I just arrived back from Spain a few weeks ago and already miss that wonderful place. What a beautiful and amazing country. I visited ten cities in just about two and a half weeks. When I arrived home, I felt as though I needed a vacation from what was supposed to be my relaxing summer trip.

What clean and friendly cities all throughout southern Spain! The food was less exciting than I had hoped. No real variety or flavor. What a disappointment...

And of course, I could not help myself and inspected a couple of playgrounds while I was there.

Wow, what a horrific site! Safety, what safety? It was a disaster.

Most of the play areas were in poor condition and not maintained as well as the city sidewalks. In Madrid the sidewalks get cleaned every night with power washers at roughly 12:30am (Madrid begins to get dark at about 10:00pm during the summer and dinner and everything is just later in Spain) but I digress, sorry…

The equipment as I stated, was not maintained after it was installed and the safety surfacing was the Poured-In-Place type.

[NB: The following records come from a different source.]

//! In-order traversal primitives.
//!
//! `min`/`max` walk one spine; `next`/`prev` move one step in key order and
//! cost amortized O(1) over a full walk. Stepping forward from the last
//! element reaches the sentinel, and the sentinel steps back to the last
//! element, so `end()` behaves as one-past-the-last. Stepping past either
//! edge wraps through the sentinel instead of faulting.

use crate::types::{RbTree, END_NODE, NULL_NODE, NodeId};

impl<T, C> RbTree<T, C> {
    /// Leftmost node of the subtree rooted at `x`.
    #[inline]
    pub(crate) fn min(&self, mut x: NodeId) -> NodeId {
        while self.left(x) != NULL_NODE {
            x = self.left(x);
        }
        x
    }

    /// Rightmost node of the subtree rooted at `x`.
    #[inline]
    pub(crate) fn max(&self, mut x: NodeId) -> NodeId {
        while self.right(x) != NULL_NODE {
            x = self.right(x);
        }
        x
    }

    /// In-order successor. The last element steps to the sentinel and the
    /// sentinel steps to the first element.
    pub(crate) fn next_node(&self, mut x: NodeId) -> NodeId {
        if x == END_NODE {
            return self.begin;
        }
        if self.right(x) != NULL_NODE {
            return self.min(self.right(x));
        }
        while !self.is_left_child(x) {
            x = self.parent(x);
        }
        self.parent(x)
    }

    /// In-order predecessor. The sentinel steps to the last element and the
    /// first element steps to the sentinel.
    pub(crate) fn prev_node(&self, mut x: NodeId) -> NodeId {
        if self.left(x) != NULL_NODE {
            return self.max(self.left(x));
        }
        if x == END_NODE || x == self.begin {
            return END_NODE;
        }
        while self.is_left_child(x) {
            x = self.parent(x);
        }
        self.parent(x)
    }
}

However, it was not completed with an adequate pour that would meet the minimum use zones nor a thickness that would meet the critical fall heights.

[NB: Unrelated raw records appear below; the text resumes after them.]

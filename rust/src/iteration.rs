//! Iterator and cursor implementations for RbTree.
//!
//! This module contains the borrowing iterators (`Iter`, `Range`), the
//! consuming `IntoIter` and the two cursors. All of them step with the same
//! in-order successor/predecessor routines as the handle API.

use std::iter::FusedIterator;
use std::ops::{Bound, RangeBounds};

use crate::compare::TreeCompare;
use crate::types::{Handle, RbTree, END_NODE, NodeId};

// ============================================================================
// ITERATOR STRUCTS
// ============================================================================

/// In-order iterator over the elements of an [`RbTree`].
///
/// Reverse iteration (`rbegin`..`rend`) is `iter().rev()`.
pub struct Iter<'a, T, C> {
    tree: &'a RbTree<T, C>,
    front: NodeId,
    /// Exclusive back position.
    back: NodeId,
    remaining: usize,
}

/// In-order iterator over a half-open span of positions.
pub struct Range<'a, T, C> {
    tree: &'a RbTree<T, C>,
    front: NodeId,
    /// Exclusive back position.
    back: NodeId,
}

/// Owning in-order iterator.
pub struct IntoIter<T, C> {
    tree: RbTree<T, C>,
    front: NodeId,
    back: NodeId,
    remaining: usize,
}

impl<T, C> RbTree<T, C> {
    /// Iterate over the elements in key order.
    ///
    /// # Examples
    ///
    /// ```
    /// use rbtree::RbTree;
    ///
    /// let tree: RbTree<i32> = [3, 1, 2].into_iter().collect();
    /// assert_eq!(tree.iter().copied().collect::<Vec<_>>(), [1, 2, 3]);
    /// assert_eq!(tree.iter().rev().copied().collect::<Vec<_>>(), [3, 2, 1]);
    /// ```
    pub fn iter(&self) -> Iter<'_, T, C> {
        Iter {
            tree: self,
            front: self.begin,
            back: END_NODE,
            remaining: self.len,
        }
    }

    /// Iterate over the positions `[first, last)`.
    ///
    /// `last` must be reachable from `first`; otherwise forward iteration
    /// runs to the end and reverse iteration runs to the beginning. Stale
    /// handles yield an empty range.
    pub fn range_between(&self, first: Handle, last: Handle) -> Range<'_, T, C> {
        if !self.is_valid(first) || !self.is_valid(last) {
            return Range {
                tree: self,
                front: END_NODE,
                back: END_NODE,
            };
        }
        Range {
            tree: self,
            front: first.0,
            back: last.0,
        }
    }
}

impl<T, C: TreeCompare<T>> RbTree<T, C> {
    /// Iterate over the elements whose keys fall in `range`.
    ///
    /// An empty or inverted range yields nothing.
    ///
    /// # Examples
    ///
    /// ```
    /// use rbtree::RbTree;
    ///
    /// let tree: RbTree<i32> = (0..10).collect();
    /// let mid: Vec<_> = tree.range(3..6).copied().collect();
    /// assert_eq!(mid, [3, 4, 5]);
    /// let tail: Vec<_> = tree.range((std::ops::Bound::Excluded(7), std::ops::Bound::Unbounded)).copied().collect();
    /// assert_eq!(tail, [8, 9]);
    /// ```
    pub fn range<R>(&self, range: R) -> Range<'_, T, C>
    where
        R: RangeBounds<C::Key>,
    {
        let (front, back) = self.resolve_range_bounds(&range);
        Range {
            tree: self,
            front,
            back,
        }
    }

    /// Resolve range bounds into a half-open pair of positions.
    fn resolve_range_bounds<R>(&self, range: &R) -> (NodeId, NodeId)
    where
        R: RangeBounds<C::Key>,
    {
        let empty = match (range.start_bound(), range.end_bound()) {
            (Bound::Included(s), Bound::Included(e)) => self.compare.less(e, s),
            (Bound::Included(s) | Bound::Excluded(s), Bound::Included(e) | Bound::Excluded(e)) => {
                !self.compare.less(s, e)
            }
            _ => false,
        };
        if empty {
            return (END_NODE, END_NODE);
        }

        let front = match range.start_bound() {
            Bound::Included(key) => self.lower_bound(key).0,
            Bound::Excluded(key) => self.upper_bound(key).0,
            Bound::Unbounded => self.begin,
        };
        let back = match range.end_bound() {
            Bound::Included(key) => self.upper_bound(key).0,
            Bound::Excluded(key) => self.lower_bound(key).0,
            Bound::Unbounded => END_NODE,
        };
        (front, back)
    }
}

// ============================================================================
// ITERATOR IMPLEMENTATIONS
// ============================================================================

impl<'a, T, C> Iterator for Iter<'a, T, C> {
    type Item = &'a T;

    fn next(&mut self) -> Option<Self::Item> {
        if self.remaining == 0 {
            return None;
        }
        let x = self.front;
        self.front = self.tree.next_node(x);
        self.remaining -= 1;
        Some(self.tree.node_value(x))
    }

    fn size_hint(&self) -> (usize, Option<usize>) {
        (self.remaining, Some(self.remaining))
    }
}

impl<'a, T, C> DoubleEndedIterator for Iter<'a, T, C> {
    fn next_back(&mut self) -> Option<Self::Item> {
        if self.remaining == 0 {
            return None;
        }
        self.back = self.tree.prev_node(self.back);
        self.remaining -= 1;
        Some(self.tree.node_value(self.back))
    }
}

impl<'a, T, C> ExactSizeIterator for Iter<'a, T, C> {}

impl<'a, T, C> FusedIterator for Iter<'a, T, C> {}

impl<'a, T, C> Clone for Iter<'a, T, C> {
    fn clone(&self) -> Self {
        Self {
            tree: self.tree,
            front: self.front,
            back: self.back,
            remaining: self.remaining,
        }
    }
}

impl<'a, T, C> Iterator for Range<'a, T, C> {
    type Item = &'a T;

    fn next(&mut self) -> Option<Self::Item> {
        if self.front == self.back || self.front == END_NODE {
            return None;
        }
        let x = self.front;
        self.front = self.tree.next_node(x);
        Some(self.tree.node_value(x))
    }
}

impl<'a, T, C> DoubleEndedIterator for Range<'a, T, C> {
    fn next_back(&mut self) -> Option<Self::Item> {
        if self.front == self.back || self.front == END_NODE || self.back == self.tree.begin {
            return None;
        }
        self.back = self.tree.prev_node(self.back);
        Some(self.tree.node_value(self.back))
    }
}

impl<'a, T, C> FusedIterator for Range<'a, T, C> {}

impl<'a, T, C> Clone for Range<'a, T, C> {
    fn clone(&self) -> Self {
        Self {
            tree: self.tree,
            front: self.front,
            back: self.back,
        }
    }
}

impl<T, C> Iterator for IntoIter<T, C> {
    type Item = T;

    fn next(&mut self) -> Option<T> {
        if self.remaining == 0 {
            return None;
        }
        // Values are moved out in place; the links stay intact for stepping.
        let x = self.front;
        self.front = self.tree.next_node(x);
        self.remaining -= 1;
        self.tree.nodes[x].value.take()
    }

    fn size_hint(&self) -> (usize, Option<usize>) {
        (self.remaining, Some(self.remaining))
    }
}

impl<T, C> DoubleEndedIterator for IntoIter<T, C> {
    fn next_back(&mut self) -> Option<T> {
        if self.remaining == 0 {
            return None;
        }
        self.back = self.tree.prev_node(self.back);
        self.remaining -= 1;
        self.tree.nodes[self.back].value.take()
    }
}

impl<T, C> ExactSizeIterator for IntoIter<T, C> {}

impl<T, C> FusedIterator for IntoIter<T, C> {}

impl<T, C> IntoIterator for RbTree<T, C> {
    type Item = T;
    type IntoIter = IntoIter<T, C>;

    fn into_iter(self) -> IntoIter<T, C> {
        IntoIter {
            front: self.begin,
            back: END_NODE,
            remaining: self.len,
            tree: self,
        }
    }
}

impl<'a, T, C> IntoIterator for &'a RbTree<T, C> {
    type Item = &'a T;
    type IntoIter = Iter<'a, T, C>;

    fn into_iter(self) -> Iter<'a, T, C> {
        self.iter()
    }
}

// ============================================================================
// CURSORS
// ============================================================================

/// Read-only cursor: a position plus a shared borrow of its tree.
///
/// Moving past either edge lands on the end position, and moving again
/// wraps around to the other edge.
pub struct Cursor<'a, T, C> {
    tree: &'a RbTree<T, C>,
    pos: NodeId,
}

/// Cursor that can modify or remove the element it points at.
///
/// A `CursorMut` converts into a [`Cursor`] but never the other way around.
pub struct CursorMut<'a, T, C> {
    tree: &'a mut RbTree<T, C>,
    pos: NodeId,
}

impl<T, C> RbTree<T, C> {
    /// Cursor at `handle`; a stale handle is placed at the end.
    pub fn cursor(&self, handle: Handle) -> Cursor<'_, T, C> {
        let pos = if self.is_valid(handle) { handle.0 } else { END_NODE };
        Cursor { tree: self, pos }
    }

    /// Mutable cursor at `handle`; a stale handle is placed at the end.
    pub fn cursor_mut(&mut self, handle: Handle) -> CursorMut<'_, T, C> {
        let pos = if self.is_valid(handle) { handle.0 } else { END_NODE };
        CursorMut { tree: self, pos }
    }

    /// Cursor at the first element (the end position when empty).
    pub fn cursor_front(&self) -> Cursor<'_, T, C> {
        self.cursor(self.begin())
    }

    /// Cursor at the last element (the end position when empty).
    pub fn cursor_back(&self) -> Cursor<'_, T, C> {
        self.cursor(self.prev(Handle::END))
    }

    pub fn cursor_front_mut(&mut self) -> CursorMut<'_, T, C> {
        let h = self.begin();
        self.cursor_mut(h)
    }

    pub fn cursor_back_mut(&mut self) -> CursorMut<'_, T, C> {
        let h = self.prev(Handle::END);
        self.cursor_mut(h)
    }
}

impl<'a, T, C> Cursor<'a, T, C> {
    pub fn move_next(&mut self) {
        self.pos = self.tree.next_node(self.pos);
    }

    pub fn move_prev(&mut self) {
        self.pos = self.tree.prev_node(self.pos);
    }

    /// Element under the cursor, `None` at the end position.
    pub fn current(&self) -> Option<&'a T> {
        self.tree.value(Handle(self.pos))
    }

    pub fn peek_next(&self) -> Option<&'a T> {
        self.tree.value(Handle(self.tree.next_node(self.pos)))
    }

    pub fn peek_prev(&self) -> Option<&'a T> {
        self.tree.value(Handle(self.tree.prev_node(self.pos)))
    }

    /// Handle of the current position.
    pub fn position(&self) -> Handle {
        Handle(self.pos)
    }

    pub fn is_end(&self) -> bool {
        self.pos == END_NODE
    }
}

impl<'a, T, C> Clone for Cursor<'a, T, C> {
    fn clone(&self) -> Self {
        Self {
            tree: self.tree,
            pos: self.pos,
        }
    }
}

impl<'a, T, C> CursorMut<'a, T, C> {
    pub fn move_next(&mut self) {
        self.pos = self.tree.next_node(self.pos);
    }

    pub fn move_prev(&mut self) {
        self.pos = self.tree.prev_node(self.pos);
    }

    pub fn current(&self) -> Option<&T> {
        self.tree.value(Handle(self.pos))
    }

    /// Mutable element under the cursor.
    ///
    /// Changing the ordering key through this reference is a logic error.
    pub fn current_mut(&mut self) -> Option<&mut T> {
        self.tree.value_mut(Handle(self.pos))
    }

    pub fn peek_next(&self) -> Option<&T> {
        self.tree.value(Handle(self.tree.next_node(self.pos)))
    }

    pub fn peek_prev(&self) -> Option<&T> {
        self.tree.value(Handle(self.tree.prev_node(self.pos)))
    }

    pub fn position(&self) -> Handle {
        Handle(self.pos)
    }

    pub fn is_end(&self) -> bool {
        self.pos == END_NODE
    }

    /// Read-only view of this cursor for the duration of the borrow.
    pub fn as_cursor(&self) -> Cursor<'_, T, C> {
        Cursor {
            tree: &*self.tree,
            pos: self.pos,
        }
    }

    /// Give up mutable access and keep the position.
    pub fn into_cursor(self) -> Cursor<'a, T, C> {
        Cursor {
            tree: self.tree,
            pos: self.pos,
        }
    }
}

impl<'a, T, C: TreeCompare<T>> CursorMut<'a, T, C> {
    /// Remove the element under the cursor and move to its successor.
    /// Does nothing at the end position.
    pub fn remove_current(&mut self) -> Option<T> {
        let h = Handle(self.pos);
        let next = self.tree.next(h);
        let value = self.tree.take(h)?;
        self.pos = next.0;
        Some(value)
    }
}

impl<'a, T, C> From<CursorMut<'a, T, C>> for Cursor<'a, T, C> {
    fn from(cursor: CursorMut<'a, T, C>) -> Self {
        cursor.into_cursor()
    }
}

cursor_queries!(find, lower_bound, upper_bound);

Let me explain further. The play structure needs to have a minimum safety padding around the play structure that will “catch” the child in case of a possible fall. The recommendation from the Consumer Product Safety Commission is 6 to 8 feet. I usually recommend a more stringent requirement of a minimum of 8 feet from the play structure. The Critical Fall Height of the play structure in our industry is typically measured from the platform height of the equipment. I again, use a stricter point of view here and look for any possible areas where a child may be able to gain access to, and will use this as a Fall Height Criteria. The Head Injury Criteria is to simulate a hypothetical child’s head falling to the surface. The purpose is obviously to minimize a serious head injury. So the play surfacing thickness underneath the play structure needs to be adequate enough to minimize this potential critical injury.

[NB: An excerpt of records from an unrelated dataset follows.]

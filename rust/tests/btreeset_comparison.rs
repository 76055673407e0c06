use rand::rngs::StdRng;
use rand::seq::SliceRandom;
use rand::{Rng, SeedableRng};
use rbtree::{Descending, RbTree};
use std::collections::{BTreeMap, BTreeSet};
use std::ops::Bound;

const TEST_SIZE: usize = 5000;

fn random_keys(seed: u64, n: usize, range: i32) -> Vec<i32> {
    let mut rng = StdRng::seed_from_u64(seed);
    (0..n).map(|_| rng.gen_range(0..range)).collect()
}

#[test]
fn test_insertion_vs_btreeset() {
    let data = random_keys(1, TEST_SIZE, 10_000);

    let mut set = BTreeSet::new();
    let mut tree = RbTree::new();
    for key in &data {
        let inserted = tree.insert_unique(*key).1;
        assert_eq!(inserted, set.insert(*key), "key {}", key);
    }

    assert_eq!(tree.len(), set.len());
    assert!(tree.iter().eq(set.iter()));
    assert!(tree.check_invariants());
}

#[test]
fn test_lookup_and_bounds_vs_btreeset() {
    let data = random_keys(2, TEST_SIZE, 20_000);
    let set: BTreeSet<i32> = data.iter().copied().collect();
    let tree: RbTree<i32> = data.iter().copied().collect();

    for probe in (-10..20_010).step_by(7) {
        assert_eq!(tree.contains(&probe), set.contains(&probe));
        assert_eq!(
            tree.value(tree.lower_bound(&probe)),
            set.range(probe..).next(),
            "lower_bound({})",
            probe
        );
        assert_eq!(
            tree.value(tree.upper_bound(&probe)),
            set.range((Bound::Excluded(probe), Bound::Unbounded)).next(),
            "upper_bound({})",
            probe
        );
    }
}

#[test]
fn test_range_vs_btreeset() {
    let data = random_keys(3, 2000, 5000);
    let set: BTreeSet<i32> = data.iter().copied().collect();
    let tree: RbTree<i32> = data.iter().copied().collect();

    let mut rng = StdRng::seed_from_u64(33);
    for _ in 0..200 {
        let a = rng.gen_range(0..5000);
        let b = rng.gen_range(a..5001);
        assert!(tree.range(a..b).eq(set.range(a..b)), "{}..{}", a, b);
        assert!(tree.range(a..=b).eq(set.range(a..=b)), "{}..={}", a, b);
        assert!(tree.range(a..b).rev().eq(set.range(a..b).rev()));
    }
}

#[test]
fn test_removal_vs_btreeset() {
    let data = random_keys(4, TEST_SIZE, 3000);
    let mut set: BTreeSet<i32> = data.iter().copied().collect();
    let mut tree: RbTree<i32> = data.iter().copied().collect();

    let mut order: Vec<i32> = (0..3000).collect();
    order.shuffle(&mut StdRng::seed_from_u64(44));
    for (i, key) in order.iter().enumerate() {
        assert_eq!(tree.remove(key), set.take(key));
        if i % 250 == 0 {
            assert!(tree.check_invariants(), "after removing {}", key);
            assert!(tree.iter().eq(set.iter()));
        }
    }
    assert!(tree.is_empty());
    assert!(tree.check_invariants());
}

#[test]
fn test_multi_insert_vs_counting_map() {
    let data = random_keys(5, TEST_SIZE, 200);
    let mut counts: BTreeMap<i32, usize> = BTreeMap::new();
    let mut tree = RbTree::new();
    for key in &data {
        tree.insert_multi(*key);
        *counts.entry(*key).or_default() += 1;
    }

    assert_eq!(tree.len(), data.len());
    for (key, count) in &counts {
        assert_eq!(tree.count_multi(key), *count, "key {}", key);
    }

    for key in (0..200).step_by(3) {
        let expected = counts.remove(&key).unwrap_or(0);
        assert_eq!(tree.erase_key_multi(&key), expected);
    }
    let expected: Vec<i32> = counts
        .iter()
        .flat_map(|(k, c)| std::iter::repeat(*k).take(*c))
        .collect();
    assert_eq!(tree.iter().copied().collect::<Vec<_>>(), expected);
    assert!(tree.check_invariants());
}

#[test]
fn test_descending_order_vs_reversed_btreeset() {
    let data = random_keys(6, 1000, 5000);
    let set: BTreeSet<i32> = data.iter().copied().collect();
    let tree: RbTree<i32, Descending> = data.iter().copied().collect();

    assert!(tree.iter().eq(set.iter().rev()));
    assert_eq!(tree.first(), set.last());
    assert_eq!(tree.last(), set.first());
}

#[test]
fn test_sequential_access_vs_btreeset() {
    let set: BTreeSet<i32> = (0..TEST_SIZE as i32).collect();
    let tree: RbTree<i32> = (0..TEST_SIZE as i32).collect();

    let mut cursor = tree.cursor_back();
    for expected in set.iter().rev() {
        assert_eq!(cursor.current(), Some(expected));
        cursor.move_prev();
    }
    assert!(cursor.is_end());
}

The overall play environment was poor and not stimulating for children. I could speak volumes of what it did not have and if you look at the "Collective Safe Play Environment" list, I think you can come up with your own conclusions. A picture is worth more than a 1000 words. So I have attached a few pictures.

Spain, like the United States, needs to spend more time in providing safer play environments for children. For both countries it starts from the bottom with Industry Experts, Community Leaders and Parents putting pressure on the local municipalities. Both countries need to create effective leadership councils that consists of the Experts, Community Leaders and Parents that can create educational guidelines, funding, and finally, enforcement to have municipalities take this seriously. The well being of our children is at stake.

Sunday, July 26, 2009

What is "Safe Child Campaign"?

Providing “Collective Safe Play Environments for our children through:

Creativity in Design
Age Appropriate (2-5, 6-12, 13-17)
Superior Equipment Quality
Special Needs Friendly
Play Functionality
Educational Features
Open Space
Shelter / Shading
Superior Safety Surfacing
Site Furnishings
Child Safety
Child Security
Community Involvement
Record Keeping

I believe it is vital to have all of these elements present in order to have an interactive, safe environment. Our children should want to continue to utilize these environments for continued play and education. It is unfortunate that in most areas around the United States they do NOT subscribe to the "Collective Safe Play Environment". I want to change this.

What are your thoughts?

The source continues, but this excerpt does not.